Thank you Tim,
I've been thinking about it and it looks like an easy fix for the problem would be to prevent the rogue DA from farming out the hash calculations or generating a lot of them in the 5 min voting window. If the hash only depends on public info (consensus data, current date, etc), you can't prevent this. But if the hash includes a shared secret key _inside the smartcard_, the attacker has to ask the smartcard to compute the hash and that's orders of magnitude slower than a computer (and can be made artificially slower by burning some CPU cycles inside the card doing RSA key generations or something - it has no internal clock so you can't just "sleep", but you can give it something time-consuming to do before it computes the hash).
So here's the new setup I have in mind:
1. Each card can be provisioned with a "network key". This is a value that all cards (and nodes) that are part of a given network share. It can only be set, not read and can be used in the computation of the Descriptor Cookie.
2. The descriptor cookie will be calculated as H ( network-key | timestamp (rounded down to a full hour) | H (consensus) )
The terminal provides the current consensus hash and a timestamp. The card checks that the timestamp is greater than the last timestamp it has used. It then concatenates the secret network-key, the given timestamp and the consensus hash and returns the hash of the result.
This means a few things:
1. An attacker can no longer generate a hash independently or farm it out to other computers. It has to ask a smartcard to do it. We can make this arbitrarily slow since the operation is only meant to be done once an hour, so I could make it take a minute per hash inside the card.

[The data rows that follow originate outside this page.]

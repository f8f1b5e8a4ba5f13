//! Sandboxed python execution.
//!
//! Code runs in an ephemeral temporary directory that is discarded after
//! execution. Filesystem isolation is the extent of the sandbox; there is
//! no OS-level confinement beyond that. A hard kill is applied after the
//! timeout.

use std::process::Stdio;
use std::time::Duration;

use serde::Serialize;
use tokio::process::Command;

pub const DEFAULT_TIMEOUT_MS: u64 = 30_000;

/// Outcome of one sandboxed execution. Failures (non-zero exit, timeout,
/// spawn errors) are all folded in here; this type is data, never thrown.
#[derive(Debug, Clone, Serialize)]
pub struct PythonResult {
    pub ok: bool,
    pub exit_code: i32,
    pub stdout: String,
    pub stderr: String,
}

/// Run `code` in a fresh sandbox directory with a hard timeout.
pub async fn run_python_sandboxed(code: &str, timeout_ms: Option<u64>) -> PythonResult {
    run_with_interpreter("python3", code, timeout_ms).await
}

async fn run_with_interpreter(interpreter: &str, code: &str, timeout_ms: Option<u64>) -> PythonResult {
    match run_inner(interpreter, code, timeout_ms).await {
        Ok(result) => result,
        Err(e) => {
            tracing::warn!("python sandbox error: {e}");
            PythonResult {
                ok: false,
                exit_code: -1,
                stdout: String::new(),
                stderr: format!("sandbox error: {e}"),
            }
        }
    }
}

async fn run_inner(
    interpreter: &str,
    code: &str,
    timeout_ms: Option<u64>,
) -> std::io::Result<PythonResult> {
    let sandbox = tempfile::Builder::new().prefix("quorum-sandbox-").tempdir()?;
    let script = sandbox.path().join("main.py");
    tokio::fs::write(&script, code).await?;

    let timeout = Duration::from_millis(timeout_ms.unwrap_or(DEFAULT_TIMEOUT_MS));
    let child = Command::new(interpreter)
        .arg(&script)
        .current_dir(sandbox.path())
        .stdin(Stdio::null())
        .stdout(Stdio::piped())
        .stderr(Stdio::piped())
        .kill_on_drop(true)
        .spawn()?;

    // Dropping the output future on timeout kills the child via kill_on_drop;
    // the sandbox directory is removed when `sandbox` goes out of scope.
    match tokio::time::timeout(timeout, child.wait_with_output()).await {
        Ok(Ok(output)) => {
            let exit_code = output.status.code().unwrap_or(1);
            Ok(PythonResult {
                ok: exit_code == 0,
                exit_code,
                stdout: String::from_utf8_lossy(&output.stdout).into_owned(),
                stderr: String::from_utf8_lossy(&output.stderr).into_owned(),
            })
        }
        Ok(Err(e)) => Err(e),
        Err(_) => Ok(PythonResult {
            ok: false,
            exit_code: -1,
            stdout: String::new(),
            stderr: format!("killed after {}ms timeout", timeout.as_millis()),
        }),
    }
}

#[cfg(test)]
mod tests {
    use super::*;

    #[tokio::test]
    async fn spawn_failure_is_folded_into_the_result() {
        let result =
            run_with_interpreter("definitely-not-an-interpreter", "print('hi')", Some(1000)).await;
        assert!(!result.ok);
        assert_eq!(result.exit_code, -1);
        assert!(result.stderr.contains("sandbox error"));
    }

    #[tokio::test]
    async fn simple_script_runs_in_sandbox() {
        let result = run_python_sandboxed("print(2 + 2)", Some(10_000)).await;
        if result.stderr.contains("sandbox error") {
            // No python interpreter on this machine; the fold still held.
            assert!(!result.ok);
            return;
        }
        assert!(result.ok, "stderr: {}", result.stderr);
        assert_eq!(result.exit_code, 0);
        assert!(result.stdout.contains('4'));
    }

    #[tokio::test]
    async fn nonzero_exit_is_data_not_error() {
        let result = run_python_sandboxed("import sys; sys.exit(3)", Some(10_000)).await;
        if result.stderr.contains("sandbox error") {
            return;
        }
        assert!(!result.ok);
        assert_eq!(result.exit_code, 3);
    }

    #[tokio::test]
    async fn timeout_kills_the_process() {
        let result =
            run_python_sandboxed("import time\ntime.sleep(30)\nprint('late')", Some(300)).await;
        if result.stderr.contains("sandbox error") {
            return;
        }
        assert!(!result.ok);
        assert_eq!(result.exit_code, -1);
        assert!(result.stderr.contains("timeout"));
        assert!(!result.stdout.contains("late"));
    }
}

2. Generating a hash for a future date would lock you out until that date/time (since decreasing timestamps will be refused by the card). You could compute the correct hash for the current timestamp and consensus on another card, but you would not be able to generate a signed descriptor with that correct hash (you can't inject a hash computed somewhere else into the signed descriptor).
3. The card doesn't have to parse the consensus - it just uses it as a shared random value (the hash of the consensus).Â
Makes sense?
Thank you,
Razvan